> MATERIAL FOR THIS EXERCISE:

use std::fmt;

use serde::{Serialize, Serializer};

use crate::tables::{
    AlternatingRowBackground, CollectionVirtualizationMethod, ListViewReorderMode,
    NestedInteractionKind, ScrollViewMode, ScrollerVisibility, SelectionType, SliderDirection,
    TouchScreenKeyboardType, TouchScrollBehavior,
};

#[derive(Debug, Clone, Copy, Default, PartialEq, Serialize)]
pub struct Vector2 {
    pub x: f32,
    pub y: f32,
}

#[derive(Debug, Clone, Copy, Default, PartialEq, Serialize)]
pub struct Vector3 {
    pub x: f32,
    pub y: f32,
    pub z: f32,
}

#[derive(Debug, Clone, Copy, Default, PartialEq, Serialize)]
pub struct Vector4 {
    pub x: f32,
    pub y: f32,
    pub z: f32,
    pub w: f32,
}

#[derive(Debug, Clone, Copy, Default, PartialEq, Serialize)]
pub struct Rect {
    pub x: f32,
    pub y: f32,
    pub width: f32,
    pub height: f32,
}

#[derive(Debug, Clone, Copy, Default, PartialEq, Serialize)]
pub struct Bounds {
    pub center: Vector3,
    pub extents: Vector3,
}

#[derive(Debug, Clone, Copy, Default, PartialEq, Eq, Serialize)]
pub struct Vector2Int {
    pub x: i32,
    pub y: i32,
}

#[derive(Debug, Clone, Copy, Default, PartialEq, Eq, Serialize)]
pub struct Vector3Int {
    pub x: i32,
    pub y: i32,
    pub z: i32,
}

#[derive(Debug, Clone, Copy, Default, PartialEq, Eq, Serialize)]
pub struct RectInt {
    pub x: i32,
    pub y: i32,
    pub width: i32,
    pub height: i32,
}

#[derive(Debug, Clone, Copy, Default, PartialEq, Eq, Serialize)]
pub struct BoundsInt {
    pub position: Vector3Int,
    pub size: Vector3Int,
}

/// 128-bit hash written as 32 hex digits.
#[derive(Debug, Clone, Copy, Default, PartialEq, Eq, Hash)]
pub struct Hash128(pub [u8; 16]);

impl Hash128 {
    pub fn parse(text: &str) -> Option<Self> {
        let text = text.trim();
        if text.len() != 32 {
            return None;
        }
        let mut bytes = [0u8; 16];
        hex::decode_to_slice(text, &mut bytes).ok()?;
        Some(Self(bytes))
    }
}

impl fmt::Display for Hash128 {
    fn fmt(&self, f: &mut fmt::Formatter<'_>) -> fmt::Result {
        f.write_str(&hex::encode(self.0))
    }
}

impl Serialize for Hash128 {
    fn serialize<S: Serializer>(&self, serializer: S) -> Result<S::Ok, S::Error> {
        serializer.collect_str(self)
    }
}

/// Attributes shared by Label and Button.
#[derive(Debug, Clone, PartialEq, Serialize)]
pub struct TextElementProps {
    pub binding_path: Option<String>,
    pub text: Option<String>,
    pub parse_escape_sequences: bool,
    pub display_tooltip_when_elided: bool,
    pub enable_rich_text: bool,
}

impl Default for TextElementProps {
    fn default() -> Self {
        Self {
            binding_path: None,
            text: None,
            parse_escape_sequences: false,
            display_tooltip_when_elided: true,
            enable_rich_text: true,
        }
    }
}

#[derive(Debug, Clone, Default, PartialEq, Serialize)]
pub struct GroupBoxProps {
    pub binding_path: Option<String>,
    pub text: Option<String>,
}

#[derive(Debug, Clone, PartialEq, Serialize)]
pub struct FoldoutProps {
    pub binding_path: Option<String>,
    pub text: Option<String>,
    pub value: bool,
}

impl Default for FoldoutProps {
    fn default() -> Self {
        Self {
            binding_path: None,
            text: None,
            value: true,
        }
    }
}

#[derive(Debug, Clone, Default, PartialEq, Serialize)]
pub struct ToggleProps {
    pub binding_path: Option<String>,
    pub label: Option<String>,
    pub value: bool,
}

#[derive(Debug, Clone, Default, PartialEq, Serialize)]
pub struct RadioButtonProps {
    pub binding_path: Option<String>,
    pub label: Option<String>,
    pub text: Option<String>,
    pub value: bool,
}

#[derive(Debug, Clone, PartialEq, Serialize)]
pub struct ScrollViewProps {
    pub mode: ScrollViewMode,
    pub horizontal_scroller_visibility: ScrollerVisibility,
    pub vertical_scroller_visibility: ScrollerVisibility,
    pub nested_interaction_kind: NestedInteractionKind,
    pub horizontal_page_size: f32,
    pub vertical_page_size: f32,
    pub mouse_wheel_scroll_size: f32,
    pub scroll_deceleration_rate: f32,
    pub elasticity: f32,
    pub touch_scroll_behavior: TouchScrollBehavior,
    pub elastic_animation_interval_ms: i64,
}

impl Default for ScrollViewProps {
    fn default() -> Self {
        Self {
            mode: ScrollViewMode::Vertical,
            horizontal_scroller_visibility: ScrollerVisibility::Auto,
            vertical_scroller_visibility: ScrollerVisibility::Auto,
            nested_interaction_kind: NestedInteractionKind::Default,
            horizontal_page_size: -1.0,
            vertical_page_size: -1.0,
            mouse_wheel_scroll_size: 18.0,
            scroll_deceleration_rate: 0.135,
            elasticity: 0.1,
            touch_scroll_behavior: TouchScrollBehavior::Clamped,
            elastic_animation_interval_ms: 16,
        }
    }
}

/// Attributes shared by ListView and TreeView.
#[derive(Debug, Clone, PartialEq, Serialize)]
pub struct CollectionProps {
    pub binding_path: Option<String>,
    pub show_border: bool,
    pub reorderable: bool,
    pub horizontal_scrolling: bool,
    pub selection_type: SelectionType,
    pub show_alternating_row_backgrounds: AlternatingRowBackground,
    pub fixed_item_height: f32,
    pub virtualization_method: CollectionVirtualizationMethod,
}

impl Default for CollectionProps {
    fn default() -> Self {
        Self {
            binding_path: None,
            show_border: false,
            reorderable: false,
            horizontal_scrolling: false,
            selection_type: SelectionType::Single,
            show_alternating_row_backgrounds: AlternatingRowBackground::None,
            fixed_item_height: 22.0,
            virtualization_method: CollectionVirtualizationMethod::FixedHeight,
        }
    }
}

#[derive(Debug, Clone, PartialEq, Serialize)]
pub struct ListViewProps {
    pub collection: CollectionProps,
    pub show_foldout_header: bool,
    pub show_add_remove_footer: bool,
    pub show_bound_collection_size: bool,
    pub header_title: Option<String>,
    pub reorder_mode: ListViewReorderMode,
}

impl Default for ListViewProps {
    fn default() -> Self {
        Self {
            collection: CollectionProps::default(),
            show_foldout_header: false,
            show_add_remove_footer: false,
            show_bound_collection_size: true,
            header_title: None,
            reorder_mode: ListViewReorderMode::Simple,
        }
    }
}

#[derive(Debug, Clone, Default, PartialEq, Serialize)]
pub struct TreeViewProps {
    pub collection: CollectionProps,
    pub auto_expand: bool,
}

#[derive(Debug, Clone, PartialEq, Serialize)]
pub struct ScrollerProps {
    pub low_value: f32,
    pub high_value: f32,
    pub value: f32,
    pub direction: SliderDirection,
}

impl Default for ScrollerProps {
    fn default() -> Self {
        Self {
            low_value: 0.0,
            high_value: 100.0,
            value: 0.0,
            direction: SliderDirection::Vertical,
        }
    }
}

/// Attributes shared by text inputs and the numeric fields.
#[derive(Debug, Clone, Default, PartialEq, Serialize)]
pub struct InputProps {
    pub binding_path: Option<String>,
    pub label: Option<String>,
    pub readonly: bool,
    pub is_delayed: bool,
}

#[derive(Debug, Clone, PartialEq, Serialize)]
pub struct TextFieldProps {
    pub input: InputProps,
    pub value: String,
    pub max_length: i32,
    pub password: bool,
    pub mask_character: char,
    pub hide_mobile_input: bool,
    pub keyboard_type: TouchScreenKeyboardType,
    pub auto_correction: bool,
    pub multiline: bool,
}

impl Default for TextFieldProps {
    fn default() -> Self {
        Self {
            input: InputProps::default(),
            value: String::new(),
            max_length: -1,
            password: false,
            mask_character: '*',
            hide_mobile_input: false,
            keyboard_type: TouchScreenKeyboardType::Default,
            auto_correction: false,
            multiline: false,
        }
    }
}

/// `Slider` over `f32`, `SliderInt` over `i32`.
#[derive(Debug, Clone, PartialEq, Serialize)]
pub struct SliderProps<T> {
    pub binding_path: Option<String>,
    pub label: Option<String>,
    pub low_value: T,
    pub high_value: T,
    pub value: T,
    pub direction: SliderDirection,
    pub page_size: f32,
    pub show_input_field: bool,
    pub inverted: bool,
}

impl<T: From<u8> + Default> Default for SliderProps<T> {
    fn default() -> Self {
        Self {
            binding_path: None,
            label: None,
            low_value: T::default(),
            high_value: T::from(10),
            value: T::default(),
            direction: SliderDirection::Horizontal,
            page_size: 0.0,
            show_input_field: false,
            inverted: false,
        }
    }
}

#[derive(Debug, Clone, PartialEq, Serialize)]
pub struct MinMaxSliderProps {
    pub binding_path: Option<String>,
    pub label: Option<String>,
    pub min_value: f32,
    pub max_value: f32,
    pub low_limit: f32,
    pub high_limit: f32,
}

impl Default for MinMaxSliderProps {
    fn default() -> Self {
        Self {
            binding_path: None,
            label: None,
            min_value: 0.0,
            max_value: 10.0,
            low_limit: f32::MIN,
            high_limit: f32::MAX,
        }
    }
}

#[derive(Debug, Clone, PartialEq, Serialize)]
pub struct ProgressBarProps {
    pub binding_path: Option<String>,
    pub low_value: f32,
    pub high_value: f32,
    pub value: f32,
    pub title: Option<String>,
}

impl Default for ProgressBarProps {
    fn default() -> Self {
        Self {
            binding_path: None,
            low_value: 0.0,
            high_value: 100.0,
            value: 0.0,
            title: None,
        }
    }
}

#[derive(Debug, Clone, PartialEq, Serialize)]
pub struct ChoiceProps {
    pub binding_path: Option<String>,
    pub label: Option<String>,
    /// `index` on DropdownField, `value` on RadioButtonGroup.
    pub index: i32,
    pub choices: Vec<String>,
}

impl Default for ChoiceProps {
    fn default() -> Self {
        Self {
            binding_path: None,
            label: None,
            index: -1,
            choices: Vec::new(),
        }
    }
}

#[derive(Debug, Clone, Default, PartialEq, Serialize)]
pub struct EnumFieldProps {
    pub binding_path: Option<String>,
    pub label: Option<String>,
    pub type_name: Option<String>,
    pub include_obsolete_values: bool,
    /// Selected member name.
    pub value: Option<String>,
}

/// Numeric and hash fields.
#[derive(Debug, Clone, Default, PartialEq, Serialize)]
pub struct FieldProps<T> {
    pub input: InputProps,
    pub value: T,
}

/// Vector, rect and bounds fields.
#[derive(Debug, Clone, Default, PartialEq, Serialize)]
pub struct CompositeProps<T> {
    pub binding_path: Option<String>,
    pub label: Option<String>,
    pub value: T,
}

#[cfg(test)]
mod tests {
    use super::*;

    #[test]
    fn hash128_needs_32_hex_digits() {
        let hash = Hash128::parse("0123456789abcdef0123456789ABCDEF").unwrap();
        assert_eq!(hash.0[0], 0x01);
        assert_eq!(hash.0[15], 0xef);
        assert_eq!(hash.to_string(), "0123456789abcdef0123456789abcdef");
        assert!(Hash128::parse("0123").is_none());
        assert!(Hash128::parse("zz23456789abcdef0123456789abcdef").is_none());
        assert_eq!(
            serde_json::to_value(hash).unwrap(),
            serde_json::json!("0123456789abcdef0123456789abcdef")
        );
    }

    #[test]
    fn slider_defaults_span_zero_to_ten() {
        let slider = SliderProps::<f32>::default();
        assert_eq!((slider.low_value, slider.high_value), (0.0, 10.0));
        let slider = SliderProps::<i32>::default();
        assert_eq!((slider.low_value, slider.high_value), (0, 10));
    }
}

> TASK OBJECTIVE: Your answer should be every line above that contains the word "unwrap".

> TASK RESULT:
        let hash = Hash128::parse("0123456789abcdef0123456789ABCDEF").unwrap();
            serde_json::to_value(hash).unwrap(),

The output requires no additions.